Incomplete maturation leads to hypogammaglobulinemia, but can in a few cases not manifest to clinical disease, with recurrent infections.
Mannosyl-oligosaccharide glucosidase (MOGS) deficiency causes a congenital disorder of glycosylation type IIb (CDG-IIb), also known as MOGS-CDG.
MOGS deficiency leads to improper processing of immunoglobulins, which shortens their half-life in circulation.
Few studies show that unlike most antibody deficiencies MOGS deficiency does not lead to clinical features of hypogammaglobulinemia like recurrent infections.
This is because cells with MOGS deficiency have altered glycosylation which prevents productive infection of multiple enveloped viruses.[34][35]
Tetratricopeptide Repeat Domain 37 (TTC37) deficency is an autosomal recessive disease causing syndromic diarrhea/tricho-hepato-enteric syndrome (SD/THE) which has a similar immune phenotype to CVID.
TTC37 is involved in aberrant mRNAs decay.
Patient presents in infancy with low IgG and poor antigen-stimulation to vaccine.
Clinical features show infantile onset refractory diarrhea, hair and facial anomalies.[36][37]
Interferon Regulatory Factor 2 Binding Protein 2 (IRF2BP2) mutation leads to impaired differentiation of B cells.
Few studies show that most patients with this mutation are diagnosed with CVID in childhood.
Disease is characterized by recurrent infections,low levels of IgG, IgA and IgM , and decreased number of memory B cells.

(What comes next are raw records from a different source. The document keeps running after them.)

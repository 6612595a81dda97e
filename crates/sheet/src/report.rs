/// What one worksheet ended up containing.
#[derive(Debug, Clone, PartialEq, Eq, Default)]
pub struct SheetReport {
    pub sheet_name: String,
    /// Body rows written below any header
    pub rows_written: usize,
    /// Excel tables added to the sheet
    pub tables: Vec<String>,
    /// Non-fatal warnings
    pub warnings: Vec<String>,
}

impl SheetReport {
    #[must_use]
    pub fn new(sheet_name: &str) -> Self {
        SheetReport {
            sheet_name: sheet_name.to_string(),
            ..Default::default()
        }
    }

    /// Record a warning and log it.
    pub fn warn(&mut self, msg: impl AsRef<str>) {
        let msg = msg.as_ref();
        tracing::warn!(sheet = %self.sheet_name, "{msg}");
        self.warnings.push(msg.to_string());
    }
}

/// Per-sheet reports for a whole workbook, in sheet order.
#[derive(Debug, Clone, PartialEq, Eq, Default)]
pub struct WorkbookReport {
    pub sheets: Vec<SheetReport>,
}

impl WorkbookReport {
    #[must_use]
    pub fn sheet(&self, name: &str) -> Option<&SheetReport> {
        self.sheets.iter().find(|s| s.sheet_name == name)
    }

    #[must_use]
    pub fn sheet_names(&self) -> Vec<&str> {
        self.sheets.iter().map(|s| s.sheet_name.as_str()).collect()
    }

    /// All warnings prefixed with their sheet name
    #[must_use]
    pub fn warnings(&self) -> Vec<String> {
        self.sheets
            .iter()
            .flat_map(|s| s.warnings.iter().map(move |w| format!("{}: {w}", s.sheet_name)))
            .collect()
    }
}
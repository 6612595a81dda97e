//! Azure Well-Architected Framework assessment content
//!
//! The scores, recommendations and roadmap are hand-authored by the assessor
//! and compiled in. Nothing here reads input; the report crate lays these
//! values out in the workbook.

mod recommendation;
mod roadmap;
mod score;

pub use recommendation::{recommendations, Priority, Recommendation, RECOMMENDATION_HEADERS};
pub use roadmap::{roadmap, RoadmapItem, ROADMAP_HEADERS};
pub use score::{pillar_scores, Pillar, PillarScore, ScoreBand};

pub const SCORE_HEADERS: [&str; 3] = ["Pillar", "Score", "Status"];

/// Everything the report says besides the inputs it copies
#[derive(Debug, Clone, PartialEq, Eq)]
pub struct Assessment {
    pub title: &'static str,
    pub summary: &'static str,
    pub scores: Vec<PillarScore>,
    pub recommendations: Vec<Recommendation>,
    pub roadmap: Vec<RoadmapItem>,
}

impl Assessment {
    /// The hub-and-spoke AKS assessment
    #[must_use]
    pub fn azure_waf() -> Self {
        Assessment {
            title: "Well-Architected Framework (WAF) Assessment",
            summary: "Hub-and-spoke AKS with Application Gateway → ILB → Traefik, Private Link, Azure Firewall, Bastion, and Azure Monitor",
            scores: pillar_scores(),
            recommendations: recommendations(),
            roadmap: roadmap(),
        }
    }

    #[must_use]
    pub fn recommendation(&self, id: &str) -> Option<&Recommendation> {
        self.recommendations.iter().find(|r| r.id == id)
    }
}

impl Default for Assessment {
    fn default() -> Self {
        Self::azure_waf()
    }
}
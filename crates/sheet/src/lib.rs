//! Styled worksheet authoring on top of `rust_xlsxwriter`
//!
//! The pieces a fixed-layout report needs: style specs that merge like
//! patches, header-plus-body blocks bound as Excel tables, column widths,
//! frozen panes and banded conditional fills. Every write records what it
//! did in a [`SheetReport`], including non-fatal warnings such as truncated
//! cell text or renamed headers.
//!
//! # Examples
//!
//! ```
//! use rust_xlsxwriter::Workbook;
//! use wafreport_sheet::{header_style, write_table_block, SheetReport, TableBlock};
//!
//! let mut workbook = Workbook::new();
//! let worksheet = workbook.add_worksheet();
//! let mut report = SheetReport::new("Data");
//!
//! let block = TableBlock::new("DataTable", vec!["Name".into(), "Qty".into()])
//!     .with_rows(vec![vec!["Apple".into(), 10u32.into()]])
//!     .with_header_style(header_style())
//!     .with_widths(&[(0, 20.0), (1, 8.0)]);
//!
//! write_table_block(worksheet, &block, &mut report).unwrap();
//! assert_eq!(report.rows_written, 1);
//! assert_eq!(report.tables, vec!["DataTable"]);
//! ```

pub mod error;
pub mod layout;
pub mod report;
pub mod style;
pub mod table;
pub mod text;

pub use error::{Result, SheetError};
pub use layout::{add_band_rules, cast_col, cast_row, freeze_rows, set_col_widths, BandRule};
pub use report::{SheetReport, WorkbookReport};
pub use style::{
    header_style, wrapped_body_style, wrapped_header_style, CellStyle, HAlign, VAlign,
    HEADER_FILL,
};
pub use table::{validate_table_name, write_table_block, CellValue, TableBlock};
pub use text::{dedupe_headers, fit_cell_text, MAX_CELL_CHARS};
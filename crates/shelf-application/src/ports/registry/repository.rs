//! Book Repository Provider Registry
//!
//! Repository implementations register themselves via
//! `#[linkme::distributed_slice(BOOK_REPOSITORY_PROVIDERS)]` and are
//! discovered by name at runtime.

use shelf_domain::entities::Book;
use shelf_domain::ports::BookRepository;
use std::sync::Arc;

/// Configuration for repository provider creation
///
/// Providers ignore the seed if they cannot hold records.
#[derive(Debug, Clone, Default)]
pub struct BookRepositoryConfig {
    /// Provider name (e.g., "memory", "null")
    pub provider: String,
    /// Records to load into the repository on creation
    pub seed: Vec<Book>,
}

impl BookRepositoryConfig {
    /// Create a new config with the given provider name
    pub fn new(provider: impl Into<String>) -> Self {
        Self {
            provider: provider.into(),
            ..Default::default()
        }
    }

    /// Set the seed records
    pub fn with_seed(mut self, seed: impl IntoIterator<Item = Book>) -> Self {
        self.seed = seed.into_iter().collect();
        self
    }
}

/// Registry entry for repository providers
pub struct BookRepositoryEntry {
    /// Unique provider name
    pub name: &'static str,
    /// Human-readable description
    pub description: &'static str,
    /// Factory function to create provider instance
    pub factory: fn(&BookRepositoryConfig) -> Result<Arc<dyn BookRepository>, String>,
}

#[linkme::distributed_slice]
pub static BOOK_REPOSITORY_PROVIDERS: [BookRepositoryEntry] = [..];

/// Resolve a repository provider by name from the registry
///
/// # Returns
/// * `Ok(Arc<dyn BookRepository>)` - Created provider instance
/// * `Err(String)` - Error message if provider not found or creation failed
pub fn resolve_book_repository(
    config: &BookRepositoryConfig,
) -> Result<Arc<dyn BookRepository>, String> {
    let provider_name = &config.provider;

    if let Some(entry) = BOOK_REPOSITORY_PROVIDERS
        .iter()
        .find(|entry| entry.name == provider_name)
    {
        return (entry.factory)(config);
    }

    let available: Vec<&str> = BOOK_REPOSITORY_PROVIDERS.iter().map(|e| e.name).collect();
    Err(format!(
        "Unknown repository provider '{}'. Available providers: {:?}",
        provider_name, available
    ))
}

/// List all registered repository providers as (name, description) pairs
pub fn list_book_repositories() -> Vec<(&'static str, &'static str)> {
    BOOK_REPOSITORY_PROVIDERS
        .iter()
        .map(|e| (e.name, e.description))
        .collect()
}
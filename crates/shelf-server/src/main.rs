//! Shelf - book service
//!
//! Serves the book HTTP API on the configured host and port.

// Force-link shelf-providers to ensure linkme registrations are included
extern crate shelf_providers;

use clap::Parser;
use shelf_server::run;

/// Command line interface for the Shelf server
#[derive(Parser, Debug)]
#[command(name = "shelf")]
#[command(about = "Shelf - book service with swappable repositories")]
#[command(version)]
pub struct Cli {
    /// Path to configuration file
    #[arg(short, long)]
    pub config: Option<std::path::PathBuf>,
}

#[tokio::main]
async fn main() -> anyhow::Result<()> {
    let cli = Cli::parse();
    run(cli.config.as_deref()).await
}
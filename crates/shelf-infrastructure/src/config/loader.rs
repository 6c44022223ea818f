//! Configuration loader
//!
//! Loads configuration from defaults, a TOML file and environment variables
//! using Figment.

use crate::config::{AppConfig, AuthConfig, LoggingConfig, RepositoryConfig, ServerConfig};
use crate::constants::{
    CONFIG_ENV_PREFIX, CONFIG_ENV_SEPARATOR, DEFAULT_CONFIG_DIR, DEFAULT_CONFIG_FILENAME,
};
use crate::error_ext::ErrorContext;
use crate::logging::{log_config_loaded, parse_log_level};
use figment::Figment;
use figment::providers::{Env, Format, Serialized, Toml};
use shelf_domain::entities::Book;
use shelf_domain::error::{Error, Result};
use std::collections::HashSet;
use std::env;
use std::path::{Path, PathBuf};

/// Configuration loader service
#[derive(Clone)]
pub struct ConfigLoader {
    /// Configuration file path
    config_path: Option<PathBuf>,

    /// Environment prefix
    env_prefix: String,
}

impl ConfigLoader {
    /// Create a new configuration loader with default settings
    pub fn new() -> Self {
        Self {
            config_path: None,
            env_prefix: CONFIG_ENV_PREFIX.to_string(),
        }
    }

    /// Set the configuration file path
    pub fn with_config_path<P: AsRef<Path>>(mut self, path: P) -> Self {
        self.config_path = Some(path.as_ref().to_path_buf());
        self
    }

    /// Set the environment variable prefix
    pub fn with_env_prefix<S: Into<String>>(mut self, prefix: S) -> Self {
        self.env_prefix = prefix.into();
        self
    }

    /// Load configuration from all sources
    ///
    /// Sources are merged in this order (later sources override earlier):
    /// 1. Default values from `AppConfig::default()`
    /// 2. TOML configuration file (explicit path, or the first default location found)
    /// 3. Environment variables with prefix, nested by `__` (e.g., `SHELF__SERVER__PORT`)
    pub fn load(&self) -> Result<AppConfig> {
        let mut figment = Figment::new().merge(Serialized::defaults(AppConfig::default()));

        match &self.config_path {
            Some(config_path) if config_path.exists() => {
                figment = figment.merge(Toml::file(config_path));
                log_config_loaded(config_path, true);
            }
            Some(config_path) => log_config_loaded(config_path, false),
            None => {
                if let Some(default_path) = Self::find_default_config_path() {
                    figment = figment.merge(Toml::file(&default_path));
                    log_config_loaded(&default_path, true);
                }
            }
        }

        let env_prefix = format!("{}{}", self.env_prefix, CONFIG_ENV_SEPARATOR);
        figment = figment.merge(Env::prefixed(&env_prefix).split(CONFIG_ENV_SEPARATOR));

        let app_config: AppConfig = figment
            .extract()
            .config_context("Failed to extract configuration")?;

        validate_app_config(&app_config)?;

        Ok(app_config)
    }

    /// Get the current configuration file path
    pub fn config_path(&self) -> Option<&Path> {
        self.config_path.as_deref()
    }

    /// Find the first existing default configuration file
    fn find_default_config_path() -> Option<PathBuf> {
        let current_dir = env::current_dir().ok()?;

        let candidates = [
            Some(current_dir.join(DEFAULT_CONFIG_FILENAME)),
            Some(
                current_dir
                    .join("config")
                    .join(DEFAULT_CONFIG_FILENAME),
            ),
            dirs::config_dir().map(|d| d.join(DEFAULT_CONFIG_DIR).join(DEFAULT_CONFIG_FILENAME)),
        ];

        candidates.into_iter().flatten().find(|path| path.exists())
    }
}

impl Default for ConfigLoader {
    fn default() -> Self {
        Self::new()
    }
}

/// Validate application configuration
pub fn validate_app_config(config: &AppConfig) -> Result<()> {
    validate_server_config(&config.server)?;
    validate_auth_config(&config.auth)?;
    validate_repository_config(&config.repository)?;
    validate_logging_config(&config.logging)?;
    Ok(())
}

fn validate_server_config(server: &ServerConfig) -> Result<()> {
    if server.port == 0 {
        return Err(Error::configuration("Server port cannot be 0"));
    }
    Ok(())
}

fn validate_auth_config(auth: &AuthConfig) -> Result<()> {
    if auth.username.as_deref().is_some_and(|u| u.trim().is_empty()) {
        return Err(Error::configuration("auth.username cannot be blank"));
    }
    Ok(())
}

fn validate_repository_config(repository: &RepositoryConfig) -> Result<()> {
    if repository.provider.trim().is_empty() {
        return Err(Error::configuration("repository.provider cannot be empty"));
    }
    let mut seen = HashSet::new();
    if let Some(Book { id, .. }) = repository.seed.iter().find(|b| !seen.insert(&b.id)) {
        return Err(Error::configuration(format!(
            "repository.seed contains duplicate id '{}'",
            id
        )));
    }
    Ok(())
}

fn validate_logging_config(logging: &LoggingConfig) -> Result<()> {
    parse_log_level(&logging.level).map(|_| ())
}

/// Configuration builder for programmatic configuration
pub struct ConfigBuilder {
    config: AppConfig,
}

impl ConfigBuilder {
    /// Create a new configuration builder with defaults
    pub fn new() -> Self {
        Self {
            config: AppConfig::default(),
        }
    }

    /// Set server configuration
    pub fn with_server(mut self, server: ServerConfig) -> Self {
        self.config.server = server;
        self
    }

    /// Set logging configuration
    pub fn with_logging(mut self, logging: LoggingConfig) -> Self {
        self.config.logging = logging;
        self
    }

    /// Set the expected Basic auth credentials
    pub fn with_credentials(
        mut self,
        username: impl Into<String>,
        password: impl Into<String>,
    ) -> Self {
        self.config.auth.username = Some(username.into());
        self.config.auth.password = Some(password.into());
        self
    }

    /// Select a repository provider by name
    pub fn with_repository_provider(mut self, provider: impl Into<String>) -> Self {
        self.config.repository.provider = provider.into();
        self
    }

    /// Add a seed record for the repository
    pub fn with_seed_book(mut self, book: Book) -> Self {
        self.config.repository.seed.push(book);
        self
    }

    /// Build the configuration
    pub fn build(self) -> AppConfig {
        self.config
    }
}

impl Default for ConfigBuilder {
    fn default() -> Self {
        Self::new()
    }
}
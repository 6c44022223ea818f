//! # Shelf Domain
//!
//! Core types and contracts for the Shelf book service. Nothing in this crate
//! knows about HTTP, configuration files or concrete storage.
//!
//! | Module | Description |
//! |--------|-------------|
//! | [`entities`] | The [`Book`](entities::Book) record and its draft payload |
//! | [`ports`] | Repository and credential verification contracts |
//! | [`error`] | Domain error type shared by every layer |
//! | [`constants`] | Domain constants |

pub mod constants;
pub mod entities;
pub mod error;
pub mod ports;

pub use entities::{Book, BookDraft};
pub use error::{Error, Result};
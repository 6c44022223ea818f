//! Configuration types module

pub mod app;
pub mod auth;
pub mod logging;
pub mod repository;
pub mod server;

// Re-export main types
pub use app::AppConfig;
pub use auth::{AuthConfig, AuthSettings};
pub use logging::LoggingConfig;
pub use repository::RepositoryConfig;
pub use server::ServerConfig;
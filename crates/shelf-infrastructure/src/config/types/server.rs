//! Server configuration types

use crate::constants::{DEFAULT_HTTP_PORT, DEFAULT_SERVER_HOST};
use serde::{Deserialize, Serialize};

/// HTTP server configuration
#[derive(Debug, Clone, Serialize, Deserialize)]
pub struct ServerConfig {
    /// Address to bind to
    pub host: String,
    /// Port to listen on
    pub port: u16,
}

impl Default for ServerConfig {
    fn default() -> Self {
        Self {
            host: DEFAULT_SERVER_HOST.to_string(),
            port: DEFAULT_HTTP_PORT,
        }
    }
}
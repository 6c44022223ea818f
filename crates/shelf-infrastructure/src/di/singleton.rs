//! Singleton bindings
//!
//! A [`Singleton`] resolves to one shared instance per binding. The default
//! instance is built lazily by a factory on first use and cached; an override
//! replaces it until [`Singleton::reset`] restores the default.

use shelf_domain::error::{Error, Result};
use std::sync::{Arc, RwLock, RwLockReadGuard, RwLockWriteGuard};
use tracing::debug;

type Factory<T> = Box<dyn Fn() -> Result<Arc<T>> + Send + Sync>;

struct Binding<T: ?Sized> {
    instance: Option<Arc<T>>,
    overridden: bool,
}

/// Lazily constructed, overridable shared instance
///
/// # Example
///
/// ```
/// use shelf_infrastructure::di::Singleton;
/// use std::sync::Arc;
///
/// let greeting: Singleton<str> = Singleton::new("greeting", || Ok(Arc::from("hello")));
/// assert_eq!(&*greeting.get().unwrap(), "hello");
///
/// greeting.override_with(Arc::from("hi")).unwrap();
/// assert_eq!(&*greeting.get().unwrap(), "hi");
///
/// greeting.reset().unwrap();
/// assert_eq!(&*greeting.get().unwrap(), "hello");
/// ```
pub struct Singleton<T: ?Sized + Send + Sync> {
    name: &'static str,
    factory: Factory<T>,
    binding: RwLock<Binding<T>>,
}

impl<T: ?Sized + Send + Sync> Singleton<T> {
    /// Bind `name` to the instance produced by `factory`
    ///
    /// The factory is not called until the first [`get`](Self::get).
    pub fn new<F>(name: &'static str, factory: F) -> Self
    where
        F: Fn() -> Result<Arc<T>> + Send + Sync + 'static,
    {
        Self {
            name,
            factory: Box::new(factory),
            binding: RwLock::new(Binding {
                instance: None,
                overridden: false,
            }),
        }
    }

    /// Resolve the bound instance, building the default on first use
    pub fn get(&self) -> Result<Arc<T>> {
        if let Some(instance) = &self.read()?.instance {
            return Ok(Arc::clone(instance));
        }

        let mut binding = self.write()?;
        // Another caller may have built it while we waited for the write lock
        if let Some(instance) = &binding.instance {
            return Ok(Arc::clone(instance));
        }
        let instance = (self.factory)()?;
        debug!(binding = self.name, "Constructed default instance");
        binding.instance = Some(Arc::clone(&instance));
        Ok(instance)
    }

    /// Replace the bound instance
    pub fn override_with(&self, instance: Arc<T>) -> Result<()> {
        let mut binding = self.write()?;
        binding.instance = Some(instance);
        binding.overridden = true;
        debug!(binding = self.name, "Binding overridden");
        Ok(())
    }

    /// Drop any override and the cached default
    ///
    /// The next [`get`](Self::get) builds a fresh default instance.
    pub fn reset(&self) -> Result<()> {
        let mut binding = self.write()?;
        binding.instance = None;
        binding.overridden = false;
        debug!(binding = self.name, "Binding reset");
        Ok(())
    }

    /// Whether an override is currently active
    pub fn is_overridden(&self) -> bool {
        self.read().map(|b| b.overridden).unwrap_or(false)
    }

    /// Whether an instance (default or override) is currently held
    pub fn is_resolved(&self) -> bool {
        self.read().map(|b| b.instance.is_some()).unwrap_or(false)
    }

    fn read(&self) -> Result<RwLockReadGuard<'_, Binding<T>>> {
        self.binding.read().map_err(|_| self.poisoned())
    }

    fn write(&self) -> Result<RwLockWriteGuard<'_, Binding<T>>> {
        self.binding.write().map_err(|_| self.poisoned())
    }

    fn poisoned(&self) -> Error {
        Error::internal(format!("binding '{}' lock poisoned", self.name))
    }
}

impl<T: ?Sized + Send + Sync> std::fmt::Debug for Singleton<T> {
    fn fmt(&self, f: &mut std::fmt::Formatter<'_>) -> std::fmt::Result {
        f.debug_struct("Singleton")
            .field("name", &self.name)
            .field("resolved", &self.is_resolved())
            .field("overridden", &self.is_overridden())
            .finish()
    }
}
//! Repository Resolver
//!
//! ```text
//! AppConfig → BookRepositoryResolver → linkme registry → Arc<dyn BookRepository>
//! ```

use crate::config::AppConfig;
use shelf_application::ports::registry::{list_book_repositories, resolve_book_repository};
use shelf_domain::ports::BookRepository;
use std::sync::Arc;

/// Resolves book repositories from the provider registry
pub struct BookRepositoryResolver {
    config: Arc<AppConfig>,
}

impl BookRepositoryResolver {
    /// Create a new resolver with config
    pub fn new(config: Arc<AppConfig>) -> Self {
        Self { config }
    }

    /// Resolve the provider named in the application config
    pub fn resolve_from_config(&self) -> Result<Arc<dyn BookRepository>, String> {
        resolve_book_repository(&self.config.repository.to_registry_config())
    }

    /// List available repository providers
    pub fn list_available(&self) -> Vec<(&'static str, &'static str)> {
        list_book_repositories()
    }

    /// Whether the configured provider is registered
    pub fn is_configured_provider_available(&self) -> bool {
        let wanted = self.config.repository.provider.as_str();
        self.list_available().iter().any(|(name, _)| *name == wanted)
    }
}

impl std::fmt::Debug for BookRepositoryResolver {
    fn fmt(&self, f: &mut std::fmt::Formatter<'_>) -> std::fmt::Result {
        f.debug_struct("BookRepositoryResolver")
            .field("provider", &self.config.repository.provider)
            .finish()
    }
}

There is no T cell dysfunction.[38]
CD20 is essential for T cell independent antibody response.
Deficiency of CD20 therefore leads to reduced ability to mount an antibody response.
Patients have increased risk of infections by encapsulated bacteria, hypogammaglobulinemia, due to decrease somatic hypermutation, and normal B cell numbers; but a decrease in number of circulating memory B cells.[41]
Unlike patients with CD19 and CD20 deficiency patients with CD 21 have less sever clinical phenotype, and are able to mount specific antibody response to vaccines but not very well with polysaccharide vaccines.[42]
Treatment is by curative antibiotics to treat recurrent infections.[20]
Patients typically have normal or increased IgM, but lack IgG and IgA.
Immunodeficiency is complicated by autoimmune disorders, gastric illnesses due to impaired IgA production, and recurrent bacterial infections of the upper respiratory system.
Uracil-N glycosylase (UNG) removes uracil in DNA plays a role in suppressing GC-to-AT transition mutations.[57]
UNG removes uracil residues leading to DNA breaks that helps initiate class switching.
UNG deficiency has an autosomal recessive mutation, this leads to an normal or increased serum IgM concentrations with low or absent serum IgG, IgA, and IgE concentrations.
MSH6 plays an important role in induction and repair of DNA double-strand breaks in immunoglobulin isotype switch regions, and is also involved in somatic hypermutation.[61]
Several genetic mutations are associated with SIgAD which suggest its polygenic nature but most commonly it is due to a maturation defect in B cells to produce IgA.[63]
B cells arrested at a stage where they coexpress surface IgM, IgD as well as IgA and donot develop into IgA secreting plasma cells.[64].
Majority of the individuals are asymptomatic, but may present with recurrent respiratory and gastrointestinal infections (mucosal infections), autoimmune diseases, atopy and anaphylaxis to IgA containing products.[62]
IgA levels should be periodically monitored in asymptomatic patients.
There is no specific treatment for selective IgA deficiency. Individuals can be managed based on their symptoms as the presentation varies.
Antibiotics are used to treat bacterial infections in patients with SIgAD.
Prophylactic antibiotics can be used for recurrent infections.
If prophylactic antibiotics fail, a trial of intravenous or subcutaneous immunoglobulin replacement therapy with minimal component of IgA may be tried.
Serum IgA antibodies should always be checked in such patient before administration of IVIG to prevent the risk of anaphylaxis.